Google launches Cloud Spanner, its new globally distributed relational database service
Google today announced the beta launch of Cloud Spanner, a new globally distributed database service for mission-critical applications. Cloud Spanner joins Google’s other cloud-based database services, like Bigtable, Cloud SQL and the Cloud Datastore, but with the crucial difference of offering developers the best of both traditional relational databases and NoSQL databases — that is, transactional consistency with easy scalability. Maybe the easiest way to think about Cloud Spanner is as an alternative for developers who are hitting the limits of traditional relational databases like MySQL or PostgreSQL.
If the name Cloud Spanner sounds familiar, that’s probably because Google has long used a version of this database internally, and published a paper about it in 2012. As Google’s Deepti Srivastava told me, Google started working on Spanner in 2007 because it was looking for an alternative to MySQL, which previously ran many of the company’s products. Today, products like Google Photos and many of Google’s mission-critical applications run on Spanner. With Cloud Spanner, Google is making this same database service available to outside developers, as well.
The idea here is to allow developers to take all of the knowledge they built in writing SQL-based applications and allow them to take that to a new database service that still uses the SQL syntax and offers ACID transactions (something you want for your point of sales system if you are a big-box retailer, for example), but also offers many of the advantages of modern NoSQL databases, combined with the kind of scalability and global network that Google itself needs to run its products.
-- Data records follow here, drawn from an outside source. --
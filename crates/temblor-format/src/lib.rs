//! Output formatters for temblor, a USGS earthquake feed client.
//!
//! This crate provides formatters for writing ranked earthquake lists
//! to various output formats:
//!
//! - [`TextFormatter`] - Human-readable ranked list for the terminal
//! - [`CsvFormatter`] - CSV format
//! - [`JsonFormatter`] - JSON array or NDJSON format

#![doc = include_str!("../README.md")]
#![doc(issue_tracker_base_url = "https://github.com/tectonica-labs/temblor/issues/")]
#![cfg_attr(docsrs, feature(doc_cfg, doc_auto_cfg))]
#![warn(missing_docs)]
#![forbid(unsafe_code)]

mod csv;
mod formatter;
mod json;
mod text;

pub use crate::csv::CsvFormatter;
pub use formatter::{FormatError, Formatter, OutputFormat};
pub use json::{JsonFormatter, JsonStyle};
pub use text::{NO_MATCH_MESSAGE, TextFormatter, summary_line};
//! Earthquake event records.

use chrono::{DateTime, Utc};
use serde::{Deserialize, Serialize};

/// A single earthquake event as reported by the feed.
///
/// Records are immutable once constructed; they carry no identity beyond
/// their position in a result list.
#[derive(Debug, Clone, PartialEq, Serialize, Deserialize)]
pub struct Quake {
    /// Event magnitude. The feed omits this for some events
    /// (instrument limitations).
    pub magnitude: Option<f64>,
    /// Occurrence time (UTC).
    pub time: DateTime<Utc>,
    /// Epicenter longitude in degrees.
    pub longitude: f64,
    /// Epicenter latitude in degrees.
    pub latitude: f64,
    /// Hypocenter depth in kilometers.
    pub depth_km: f64,
    /// Human-readable location description. Empty when the feed omits it.
    pub place: String,
    /// Event page URL. Empty when the feed omits it.
    pub url: String,
}

impl Quake {
    /// Creates a new event record.
    #[must_use]
    pub const fn new(
        magnitude: Option<f64>,
        time: DateTime<Utc>,
        longitude: f64,
        latitude: f64,
        depth_km: f64,
        place: String,
        url: String,
    ) -> Self {
        Self {
            magnitude,
            time,
            longitude,
            latitude,
            depth_km,
            place,
            url,
        }
    }

    /// Sort key for magnitude ranking.
    ///
    /// Events with unknown magnitude rank below every known magnitude.
    #[must_use]
    pub fn magnitude_key(&self) -> f64 {
        self.magnitude.unwrap_or(f64::NEG_INFINITY)
    }

    /// Magnitude rendered as `M4.8`, or `M?` when unknown.
    #[must_use]
    pub fn magnitude_label(&self) -> String {
        match self.magnitude {
            Some(mag) => format!("M{mag:.1}"),
            None => "M?".to_string(),
        }
    }
}

#[cfg(test)]
mod tests {
    use super::*;
    use chrono::TimeZone;

    fn quake(magnitude: Option<f64>) -> Quake {
        Quake::new(
            magnitude,
            Utc.with_ymd_and_hms(2026, 2, 7, 4, 12, 0).unwrap(),
            -117.5,
            35.7,
            12.3,
            "10km NW of Somewhere".to_string(),
            String::new(),
        )
    }

    #[test]
    fn test_magnitude_label() {
        assert_eq!(quake(Some(4.82)).magnitude_label(), "M4.8");
        assert_eq!(quake(Some(4.0)).magnitude_label(), "M4.0");
        assert_eq!(quake(None).magnitude_label(), "M?");
    }

    #[test]
    fn test_magnitude_key_ranks_unknown_lowest() {
        assert!(quake(None).magnitude_key() < quake(Some(-1.2)).magnitude_key());
    }

    #[test]
    fn test_serde_roundtrip() {
        let original = quake(Some(5.1));
        let json = serde_json::to_string(&original).unwrap();
        let back: Quake = serde_json::from_str(&json).unwrap();
        assert_eq!(back, original);
    }
}
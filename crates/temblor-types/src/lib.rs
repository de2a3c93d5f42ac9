//! Core types for temblor, a USGS earthquake feed client.
//!
//! This crate provides the fundamental data structures used throughout temblor:
//!
//! - [`Quake`] - A single earthquake event with magnitude, UTC time, location, and depth
//! - [`QuakeQuery`] - Validated user-facing query controls
//! - [`TimeWindow`] - The UTC lookback window derived from a query
//! - [`OrderBy`] - Result ordering directive
//! - [`TemblorError`] - Error taxonomy shared across the workspace

#![doc = include_str!("../README.md")]
#![doc(issue_tracker_base_url = "https://github.com/tectonica-labs/temblor/issues/")]
#![cfg_attr(docsrs, feature(doc_cfg, doc_auto_cfg))]
#![warn(missing_docs)]
#![forbid(unsafe_code)]

mod error;
mod order;
mod quake;
mod query;

pub use error::{QueryError, Result, TemblorError};
pub use order::{OrderBy, OrderParseError};
pub use quake::Quake;
pub use query::{MAX_LIMIT, QuakeQuery, TimeWindow};
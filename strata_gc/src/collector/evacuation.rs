//! Evacuation of candidate pages and the pointer update that follows.
//!
//! Every marked object on a candidate is copied into fresh old-space memory
//! and its header replaced by a forwarding word. If the old generation
//! cannot take a copy, the page is flagged `EVACUATION_ABORTED`: the objects
//! moved so far stay forwarded, the rest stay put and the page is swept in
//! place.
//!
//! Pointers into candidates are then rewritten from:
//! - the roots
//! - OLD_TO_OLD slots recorded by the marker and the barrier
//! - the bodies of the copies
//! - the unmoved live objects of aborted pages
//! - the young generation

use super::marking::mark_object;
use crate::barrier::{RememberedSet, RememberedSetType, SlotCallbackResult};
use crate::heap::Heap;
use crate::memory::{ChunkFlags, PageRef};
use crate::objects::{HeapObject, MapWord, Slot};
use strata_core::{TaggedValue, WORD_SIZE};

/// What evacuation did.
#[derive(Debug, Default)]
pub(super) struct EvacuationOutcome {
    /// Candidates emptied completely, detached from their space.
    pub evacuated: Vec<PageRef>,
    /// Candidates that kept some objects.
    pub aborted: Vec<PageRef>,
    /// Copies made.
    pub copies: Vec<HeapObject>,
    /// Bytes copied.
    pub bytes: usize,
}

pub(super) fn evacuate_candidates(heap: &mut Heap) -> EvacuationOutcome {
    let mut outcome = EvacuationOutcome::default();
    let candidates = heap.marking.candidates().to_vec();

    for page in candidates {
        let mut aborted = false;
        for address in page.marked_objects() {
            let object = HeapObject::from_address(address);
            let MapWord::Map(map) = object.map_word() else {
                continue;
            };
            let size = object.size();
            let Some(target) = heap.old_space.allocate_for_gc(size, WORD_SIZE) else {
                aborted = true;
                break;
            };

            // Safety: the copy target is fresh old-space memory of `size`
            // bytes, distinct from the candidate page.
            unsafe {
                std::ptr::copy_nonoverlapping(
                    object.address().as_ptr::<u8>(),
                    target.as_mut_ptr::<u8>(),
                    size,
                );
            }
            let copy = HeapObject::from_address(target);
            copy.set_map_word(MapWord::Map(map));
            mark_object(copy);
            object.set_map_word(MapWord::ForwardedTo(target));
            outcome.copies.push(copy);
            outcome.bytes += size;
        }

        if aborted {
            page.chunk().set_flags(ChunkFlags::EVACUATION_ABORTED);
            tracing::debug!(
                target: "strata_gc::major",
                page = %page.base(),
                "evacuation aborted, page kept in place"
            );
            outcome.aborted.push(page);
        } else {
            heap.old_space.detach_page(page);
            outcome.evacuated.push(page);
        }
    }
    outcome
}

/// Rewrite `slot` if it points to an object that moved off a candidate.
#[inline]
fn update_slot(slot: Slot) {
    if let Some(value) = forwarded_value(slot.load()) {
        slot.store_raw(value);
    }
}

#[inline]
fn forwarded_value(value: TaggedValue) -> Option<TaggedValue> {
    let object = HeapObject::from_reference(value.as_heap_reference()?);
    if !object.chunk().is_evacuation_candidate() {
        return None;
    }
    object.forwarding_address().map(HeapObject::to_tagged)
}

/// Update every slot of `host`, re-recording slots the move relocated.
fn update_object(host: HeapObject) {
    let host_chunk = host.chunk();
    let host_young = host_chunk.in_young_generation();
    let host_shared = host_chunk.in_writable_shared_space();
    let host_page = host.page();
    host.kind().for_each_pointer_slot(|slot| {
        update_slot(slot);
        let Some(reference) = slot.load().as_heap_reference() else {
            return;
        };
        let target_chunk = HeapObject::from_reference(reference).chunk();
        if !host_young && target_chunk.in_young_generation() {
            host_page.record_slot(RememberedSetType::OldToNew, slot.address());
        }
        if !host_shared && target_chunk.in_writable_shared_space() {
            host_page.record_slot(RememberedSetType::OldToShared, slot.address());
        }
    });
}

pub(super) fn update_pointers(heap: &mut Heap, outcome: &EvacuationOutcome) {
    let mut roots = std::mem::take(&mut heap.roots);
    roots.visit(&mut |slot: &mut TaggedValue| {
        if let Some(value) = forwarded_value(*slot) {
            *slot = value;
        }
    });
    heap.roots = roots;

    let pages = heap.old_generation_pages();
    RememberedSet::iterate(RememberedSetType::OldToOld, &pages, |address| {
        update_slot(Slot::new(address));
        SlotCallbackResult::Remove
    });

    for copy in &outcome.copies {
        update_object(*copy);
    }

    for page in &outcome.aborted {
        for address in page.marked_objects() {
            let object = HeapObject::from_address(address);
            if matches!(object.map_word(), MapWord::Map(_)) {
                update_object(object);
            }
        }
    }

    let new_space = &heap.new_space;
    for (index, page) in new_space.to_space().pages().iter().enumerate() {
        let limit = new_space.object_limit(index);
        let mut cursor = page.area_start();
        while cursor < limit {
            let object = HeapObject::from_address(cursor);
            update_object(object);
            cursor = cursor.offset(object.size());
        }
    }
    for object in heap.new_lo_space.objects() {
        update_object(object);
    }
}
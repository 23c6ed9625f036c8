//! Raw machine addresses.

use std::fmt;

/// Size of a heap word in bytes.
pub const WORD_SIZE: usize = 8;

/// Round `value` up to the next multiple of `align` (a power of two).
#[inline]
pub const fn align_up(value: usize, align: usize) -> usize {
    (value + align - 1) & !(align - 1)
}

/// [`align_up`] that returns `None` instead of wrapping.
#[inline]
pub const fn checked_align_up(value: usize, align: usize) -> Option<usize> {
    match value.checked_add(align - 1) {
        Some(bumped) => Some(bumped & !(align - 1)),
        None => None,
    }
}

/// Check whether `value` is a multiple of `align` (a power of two).
#[inline]
pub const fn is_aligned(value: usize, align: usize) -> bool {
    value & (align - 1) == 0
}

/// An untagged machine address.
///
/// Addresses carry no ownership and are never dereferenced by this type
/// itself; the heap decides what lives behind them.
#[derive(Clone, Copy, PartialEq, Eq, PartialOrd, Ord, Hash, Default)]
#[repr(transparent)]
pub struct Address(usize);

impl Address {
    /// The null address.
    pub const NULL: Address = Address(0);

    /// Wrap a raw address.
    #[inline]
    pub const fn new(raw: usize) -> Self {
        Self(raw)
    }

    /// Build an address from a pointer.
    #[inline]
    pub fn from_ptr<T>(ptr: *const T) -> Self {
        Self(ptr as usize)
    }

    /// The raw integer value.
    #[inline]
    pub const fn as_usize(self) -> usize {
        self.0
    }

    /// Reinterpret as a pointer.
    #[inline]
    pub const fn as_ptr<T>(self) -> *const T {
        self.0 as *const T
    }

    /// Reinterpret as a mutable pointer.
    #[inline]
    pub const fn as_mut_ptr<T>(self) -> *mut T {
        self.0 as *mut T
    }

    /// Check for the null address.
    #[inline]
    pub const fn is_null(self) -> bool {
        self.0 == 0
    }

    /// Address `bytes` past this one.
    #[inline]
    pub const fn offset(self, bytes: usize) -> Self {
        Self(self.0 + bytes)
    }

    /// Byte distance from `base` to this address.
    #[inline]
    pub const fn offset_from(self, base: Address) -> usize {
        self.0 - base.0
    }

    /// Round up to `align`.
    #[inline]
    pub const fn align_up(self, align: usize) -> Self {
        Self(align_up(self.0, align))
    }

    /// Round down to `align`.
    #[inline]
    pub const fn align_down(self, align: usize) -> Self {
        Self(self.0 & !(align - 1))
    }

    /// Check alignment.
    #[inline]
    pub const fn is_aligned(self, align: usize) -> bool {
        is_aligned(self.0, align)
    }
}

impl fmt::Debug for Address {
    fn fmt(&self, f: &mut fmt::Formatter<'_>) -> fmt::Result {
        write!(f, "{:#x}", self.0)
    }
}

impl fmt::Display for Address {
    fn fmt(&self, f: &mut fmt::Formatter<'_>) -> fmt::Result {
        write!(f, "{:#x}", self.0)
    }
}

#[cfg(test)]
mod tests {
    use super::*;

    #[test]
    fn test_align_helpers() {
        assert_eq!(align_up(0, 8), 0);
        assert_eq!(align_up(1, 8), 8);
        assert_eq!(align_up(17, 16), 32);
        assert!(is_aligned(64, 32));
        assert!(!is_aligned(65, 2));
    }

    #[test]
    fn test_checked_align_up() {
        assert_eq!(checked_align_up(17, 16), Some(32));
        assert_eq!(checked_align_up(usize::MAX - 7, 8), Some(usize::MAX - 7));
        assert_eq!(checked_align_up(usize::MAX - 4, 8), None);
    }

    #[test]
    fn test_address_arithmetic() {
        let base = Address::new(0x1000);
        let field = base.offset(24);
        assert_eq!(field.as_usize(), 0x1018);
        assert_eq!(field.offset_from(base), 24);
        assert_eq!(field.align_down(0x1000), base);
        assert_eq!(Address::new(0x1001).align_up(8), Address::new(0x1008));
    }

    #[test]
    fn test_address_formatting() {
        assert_eq!(format!("{:?}", Address::new(255)), "0xff");
        assert!(Address::NULL.is_null());
    }
}
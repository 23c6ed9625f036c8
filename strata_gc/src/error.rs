//! Error taxonomy for the heap.
//!
//! - [`AllocationFailure`]: a space could not satisfy a request. Recovered
//!   inside the allocator by falling back to the free list and then to a
//!   collection; never surfaced to the mutator.
//! - Out-of-memory: terminal, routed through the configured OOM handler.
//! - Contract violations: collaborator bugs, checked with
//!   [`contract_violation!`] (panic in debug builds, logged in release).
//! - [`ObjectError`]: checked field access failures.
//! - [`HeapError`]: the heap could not be created.

use crate::config::ConfigError;
use crate::heap::SpaceKind;
use strata_core::{Address, ValueError};
use thiserror::Error;

/// A space could not provide memory for a request.
#[derive(Debug, Clone, Copy, PartialEq, Eq, Error)]
pub enum AllocationFailure {
    /// The space's committed pages are full and it may not grow.
    #[error("{space:?} space exhausted allocating {size} bytes")]
    SpaceExhausted {
        /// Space that refused the request.
        space: SpaceKind,
        /// Requested size in bytes.
        size: usize,
    },
    /// Growing would exceed the old-generation limit.
    #[error("old generation limit reached allocating {size} bytes in {space:?} space")]
    LimitReached {
        /// Space that refused the request.
        space: SpaceKind,
        /// Requested size in bytes.
        size: usize,
    },
    /// The operating system refused to map a chunk.
    #[error("failed to map a {0}-byte chunk")]
    MapFailed(usize),
}

/// Failure of a checked object access.
#[derive(Debug, Clone, Copy, PartialEq, Eq, Error)]
pub enum ObjectError {
    /// Offset lies outside the object.
    #[error("offset {offset} is outside an object of {size} bytes")]
    FieldOutOfBounds {
        /// Requested byte offset.
        offset: usize,
        /// Object size in bytes.
        size: usize,
    },
    /// Offset does not hold a tagged field.
    #[error("offset {0} is not a pointer field")]
    NotAPointerField(usize),
    /// Host lives in read-only space.
    #[error("object at {0} is read-only")]
    ReadOnlyHost(Address),
    /// Address is not a live object on this heap.
    #[error("{0} is not a heap object")]
    NotAHeapObject(Address),
    /// The object does not have the expected instance type.
    #[error("object at {0} has the wrong instance type")]
    WrongKind(Address),
    /// A value conversion failed.
    #[error(transparent)]
    Value(#[from] ValueError),
}

/// Heap invariant broken, found by the verifier.
#[derive(Debug, Clone, Copy, PartialEq, Eq, Error)]
pub enum VerificationError {
    /// Object header is not a valid map.
    #[error("object at {0} has an invalid map word")]
    InvalidMap(Address),
    /// Pointer field refers outside the heap or into a stale location.
    #[error("slot {slot} of {host} points to {target}, which is not a live object")]
    DanglingPointer {
        /// Object holding the slot.
        host: Address,
        /// Slot address.
        slot: Address,
        /// Value found in the slot.
        target: Address,
    },
    /// An old-to-new pointer has no remembered-set entry.
    #[error("old-to-new slot {slot} of {host} is missing from the remembered set")]
    MissingRememberedSlot {
        /// Object holding the slot.
        host: Address,
        /// Slot address.
        slot: Address,
    },
    /// Object walks past the end of its page.
    #[error("object at {0} extends past its page area")]
    ObjectOverrunsPage(Address),
    /// Two free-list regions overlap or one escapes its page.
    #[error("free-list region at {0} overlaps another region or leaves its page")]
    BadFreeRegion(Address),
}

/// Failure to create a heap.
#[derive(Debug, Clone, PartialEq, Error)]
pub enum HeapError {
    /// The configuration is inconsistent.
    #[error("invalid heap configuration: {0}")]
    Config(#[from] ConfigError),
    /// Initial pages could not be committed.
    #[error("failed to commit initial heap pages: {0}")]
    Memory(#[from] AllocationFailure),
}

/// Report a broken collaborator contract.
///
/// Panics in debug builds. Release builds log the violation and continue;
/// behavior after a violation is unspecified.
macro_rules! contract_violation {
    ($($arg:tt)*) => {{
        ::tracing::error!(target: "strata_gc::contract", $($arg)*);
        if cfg!(debug_assertions) {
            panic!("heap contract violation: {}", format_args!($($arg)*));
        }
    }};
}

pub(crate) use contract_violation;
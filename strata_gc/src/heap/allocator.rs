//! Mutator allocation: space selection, fallbacks and GC escalation.
//!
//! ```text
//!  allocate(size, space)
//!    │  incremental marking step (every `marking_step_bytes`)
//!    ▼
//!  try_allocate ── LAB ── free list ── new page ──▶ ok
//!    │ fail
//!    ▼
//!  collect (minor for young, major otherwise) ── retry ──▶ ok
//!    │ fail
//!    ▼
//!  major (last resort) ── retry ──▶ ok
//!    │ fail
//!    ▼
//!  OOM handler (does not return)
//! ```
//!
//! Every returned object is formatted as a filler before it is handed out,
//! so the heap stays iterable even if the caller never initializes it.

use super::{Heap, LargeObjectSpace, PagedSpace, Space, SpaceKind};
use crate::collector::marking::mark_object;
use crate::collector::{GcKind, GcReason};
use crate::error::contract_violation;
use crate::memory::{CODE_ALIGNMENT, MAX_OBJECT_SIZE};
use crate::objects::{HeapObject, create_filler};
use strata_core::{Address, TaggedValue, WORD_SIZE, checked_align_up};

impl Heap {
    /// Allocate `size` bytes in `space` and return a tagged reference.
    ///
    /// The memory is formatted as a filler; the caller writes the real
    /// header. Never fails: exhaustion ends in the OOM handler.
    pub fn allocate(&mut self, size: usize, space: SpaceKind) -> TaggedValue {
        self.allocate_object(size, space).to_tagged()
    }

    pub(crate) fn allocate_object(&mut self, size: usize, space: SpaceKind) -> HeapObject {
        let Some(size) = checked_align_up(size.max(WORD_SIZE), WORD_SIZE)
            .filter(|aligned| *aligned <= MAX_OBJECT_SIZE)
        else {
            self.fatal_out_of_memory(&format!(
                "{size} bytes exceeds the largest object ({MAX_OBJECT_SIZE} bytes)"
            ))
        };
        let space = if space == SpaceKind::ReadOnly {
            contract_violation!("mutator allocation of {size} bytes in read-only space");
            SpaceKind::Old
        } else {
            space
        };

        self.advance_incremental_marking(size);
        let address = match self.try_allocate(size, space) {
            Some(address) => address,
            None => self.allocate_slow(size, space),
        };

        create_filler(address, size, &self.read_only_roots);
        let object = HeapObject::from_address(address);
        if self.marking.is_active() {
            // Black allocation: old objects born during marking survive the cycle.
            mark_object(object);
        }
        self.stats.record_allocation(size);
        object
    }

    fn allocate_slow(&mut self, size: usize, space: SpaceKind) -> Address {
        let first = if space == SpaceKind::New {
            GcKind::Minor
        } else {
            GcKind::Major
        };
        tracing::debug!(
            target: "strata_gc::heap",
            size,
            ?space,
            ?first,
            "allocation failed, collecting"
        );
        self.collect_garbage(first, GcReason::AllocationFailure);
        if let Some(address) = self.try_allocate(size, space) {
            return address;
        }

        self.collect_garbage(GcKind::Major, GcReason::LastResort);
        if let Some(address) = self.try_allocate(size, space) {
            return address;
        }
        self.fatal_out_of_memory(&format!(
            "cannot allocate {size} bytes in {space:?} space"
        ))
    }

    /// One attempt without collecting.
    fn try_allocate(&mut self, size: usize, space: SpaceKind) -> Option<Address> {
        let alignment = if space == SpaceKind::Code {
            CODE_ALIGNMENT
        } else {
            WORD_SIZE
        };
        let large = space == SpaceKind::LargeObject || size > self.config.large_object_threshold;
        let result = if large {
            let lo_space = self.large_object_space_for(space);
            lo_space.allocate_raw(size, alignment)
        } else {
            match space {
                SpaceKind::New => self.new_space.allocate_raw(size, alignment),
                SpaceKind::Code => return allocate_paged(&mut self.code_space, size, alignment),
                SpaceKind::Shared => {
                    return allocate_paged(&mut self.shared_space, size, alignment);
                }
                _ => return allocate_paged(&mut self.old_space, size, alignment),
            }
        };
        match result {
            Ok(address) => Some(address),
            Err(failure) => {
                tracing::trace!(target: "strata_gc::heap", %failure, "allocation attempt failed");
                None
            }
        }
    }

    fn large_object_space_for(&mut self, space: SpaceKind) -> &mut LargeObjectSpace {
        match space {
            SpaceKind::New => &mut self.new_lo_space,
            SpaceKind::Code => &mut self.code_lo_space,
            SpaceKind::Shared => &mut self.shared_lo_space,
            _ => &mut self.lo_space,
        }
    }

    /// Run a marking step every `marking_step_bytes` of allocation, start
    /// marking once the old generation nears its limit and finalize when
    /// the worklist runs dry.
    fn advance_incremental_marking(&mut self, size: usize) {
        if !self.config.incremental_marking {
            return;
        }
        self.bytes_since_marking_step += size;
        if self.bytes_since_marking_step < self.config.marking_step_bytes {
            return;
        }
        self.bytes_since_marking_step = 0;

        if !self.marking.is_active() {
            let committed = self.memory.old_generation_committed() as f64;
            let limit = self.memory.old_generation_limit() as f64;
            if committed >= self.config.major_gc_threshold * limit {
                self.start_incremental_marking();
            }
            return;
        }

        self.incremental_marking_step(self.config.marking_step_bytes);
        if self.marking.is_worklist_empty() {
            self.collect_garbage(GcKind::Major, GcReason::FinalizeMarking);
        }
    }
}

/// LAB, then free list, then a fresh page.
fn allocate_paged(space: &mut PagedSpace, size: usize, alignment: usize) -> Option<Address> {
    if let Some(address) = space.allocate_from_lab(size, alignment) {
        return Some(address);
    }
    if let Some(address) = space.allocate_from_free_list(size, alignment) {
        return Some(address);
    }
    match space.allocate_raw(size, alignment) {
        Ok(address) => Some(address),
        Err(failure) => {
            tracing::trace!(target: "strata_gc::heap", %failure, "paged allocation failed");
            None
        }
    }
}
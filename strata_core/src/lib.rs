//! Strata Core
//!
//! Value-level building blocks shared by the heap and everything that talks
//! to it: machine addresses and the tagged word that every slot, register and
//! handle in the engine holds.
//!
//! # Tagging Scheme
//!
//! ```text
//! ┌──────────────────────────────────────────────────────────────┬───┐
//! │                     63-bit signed payload                    │ 0 │  Smi
//! ├──────────────────────────────────────────────────────────────┼───┤
//! │             object address (8-byte aligned, low 3 bits 000)  │ 1 │  HeapReference
//! └──────────────────────────────────────────────────────────────┴───┘
//! ```
//!
//! Heap objects are always word aligned, so bit 0 of a real address is free
//! to carry the discriminant. Classification is a single AND.

#![warn(missing_docs)]
#![warn(clippy::all)]

#[cfg(not(target_pointer_width = "64"))]
compile_error!("strata requires a 64-bit target");

pub mod address;
pub mod tagged;

pub use address::{Address, WORD_SIZE, align_up, checked_align_up, is_aligned};
pub use tagged::{HeapReference, SMI_MAX, SMI_MIN, TaggedValue};

use thiserror::Error;

/// Errors produced by checked value conversions.
#[derive(Debug, Clone, Copy, PartialEq, Eq, Error)]
pub enum ValueError {
    /// Integer does not fit in the small-integer payload.
    #[error("integer {0} is outside the small-integer range")]
    OutOfRange(i64),
    /// Value has the wrong tag for the requested view.
    #[error("expected a {expected}, found a {found}")]
    TypeMismatch {
        /// Tag the caller asked for.
        expected: &'static str,
        /// Tag the value actually carries.
        found: &'static str,
    },
}
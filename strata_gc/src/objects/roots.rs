//! Immortal maps and objects created once in read-only space.

use super::layout::{MAP_SIZE, fixed_array_size};
use super::{FixedArray, HeapObject, InstanceType, Map};
use crate::error::AllocationFailure;
use crate::heap::ReadOnlySpace;
use strata_core::HeapReference;

/// Handles to the root maps.
///
/// Created once per heap before any other space exists. The objects live in
/// read-only space, never move and are never collected.
#[derive(Debug, Clone, Copy)]
pub struct ReadOnlyRoots {
    meta_map: Map,
    free_space_map: Map,
    one_pointer_filler_map: Map,
    two_pointer_filler_map: Map,
    fixed_array_map: Map,
    byte_array_map: Map,
    code_map: Map,
    empty_fixed_array: FixedArray,
}

impl ReadOnlyRoots {
    /// Allocate and initialize the root objects.
    pub(crate) fn bootstrap(space: &mut ReadOnlySpace) -> Result<Self, AllocationFailure> {
        let meta_object = HeapObject::from_address(space.allocate(MAP_SIZE)?);
        let meta_map = Map::initialize(meta_object, None, InstanceType::Map, MAP_SIZE);

        let mut new_map = |instance_type, instance_size| -> Result<Map, AllocationFailure> {
            let object = HeapObject::from_address(space.allocate(MAP_SIZE)?);
            Ok(Map::initialize(
                object,
                Some(meta_map),
                instance_type,
                instance_size,
            ))
        };

        let free_space_map = new_map(InstanceType::FreeSpace, 0)?;
        let one_pointer_filler_map = new_map(InstanceType::OnePointerFiller, 8)?;
        let two_pointer_filler_map = new_map(InstanceType::TwoPointerFiller, 16)?;
        let fixed_array_map = new_map(InstanceType::FixedArray, 0)?;
        let byte_array_map = new_map(InstanceType::ByteArray, 0)?;
        let code_map = new_map(InstanceType::Code, 0)?;

        let empty = HeapObject::from_address(space.allocate(fixed_array_size(0))?);
        let empty_fixed_array = FixedArray::initialize(empty, fixed_array_map, 0);

        Ok(Self {
            meta_map,
            free_space_map,
            one_pointer_filler_map,
            two_pointer_filler_map,
            fixed_array_map,
            byte_array_map,
            code_map,
            empty_fixed_array,
        })
    }

    /// Map of all maps.
    #[inline]
    pub fn meta_map(&self) -> Map {
        self.meta_map
    }

    /// Map of free-list nodes.
    #[inline]
    pub fn free_space_map(&self) -> Map {
        self.free_space_map
    }

    /// Map of one-word fillers.
    #[inline]
    pub fn one_pointer_filler_map(&self) -> Map {
        self.one_pointer_filler_map
    }

    /// Map of two-word fillers.
    #[inline]
    pub fn two_pointer_filler_map(&self) -> Map {
        self.two_pointer_filler_map
    }

    /// Map of tagged arrays.
    #[inline]
    pub fn fixed_array_map(&self) -> Map {
        self.fixed_array_map
    }

    /// Map of byte arrays.
    #[inline]
    pub fn byte_array_map(&self) -> Map {
        self.byte_array_map
    }

    /// Map of code objects.
    #[inline]
    pub fn code_map(&self) -> Map {
        self.code_map
    }

    /// The canonical zero-length array.
    #[inline]
    pub fn empty_fixed_array(&self) -> FixedArray {
        self.empty_fixed_array
    }

    /// Check whether `map` is the map of a hole.
    #[inline]
    pub fn is_filler_map(&self, map: HeapReference) -> bool {
        map == self.free_space_map.object().reference()
            || map == self.one_pointer_filler_map.object().reference()
            || map == self.two_pointer_filler_map.object().reference()
    }
}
“If you are struggling with the scale of your transactional database — you will go to a sharded database, or NoSQL,” Srivastava said. “If you’re at that stage where you have to make those trade-offs, Spanner is the way to go. You are already doing work to use one of those systems. We try to make that trade-off as simple as possible.”
She also noted that while there is no theoretical limit as to how big a Cloud Spanner database can be (and she also stressed that there’s no reason you couldn’t use it for smaller projects, as well), the main advantage here isn’t necessarily scalability but also the ability to do global transactions. In this respect, it’s probably best to think of Cloud Spanner as an extension of Cloud Datastore, which is Google’s highly scalable NoSQL database service that also offers ACID transactions and SQL-like queries.
We obviously don’t know what performance will look like, but Google promises that Cloud Spanner will be on par with other cloud database services.
Google also promises 99.9999 percent uptimes for Cloud Spanner, and the project will launch with client libraries for languages like Java, Go, Python and Node.js. During the beta test, a number of companies also built drivers for other languages, so we’ll likely see support for other languages soon.
Prices start a $0.90 per node per hour (which includes replication) and storage will cost $0.30 per GB per month. Network ingress is free and egress is charged according to Google’s usual cross-region and internet egress rates.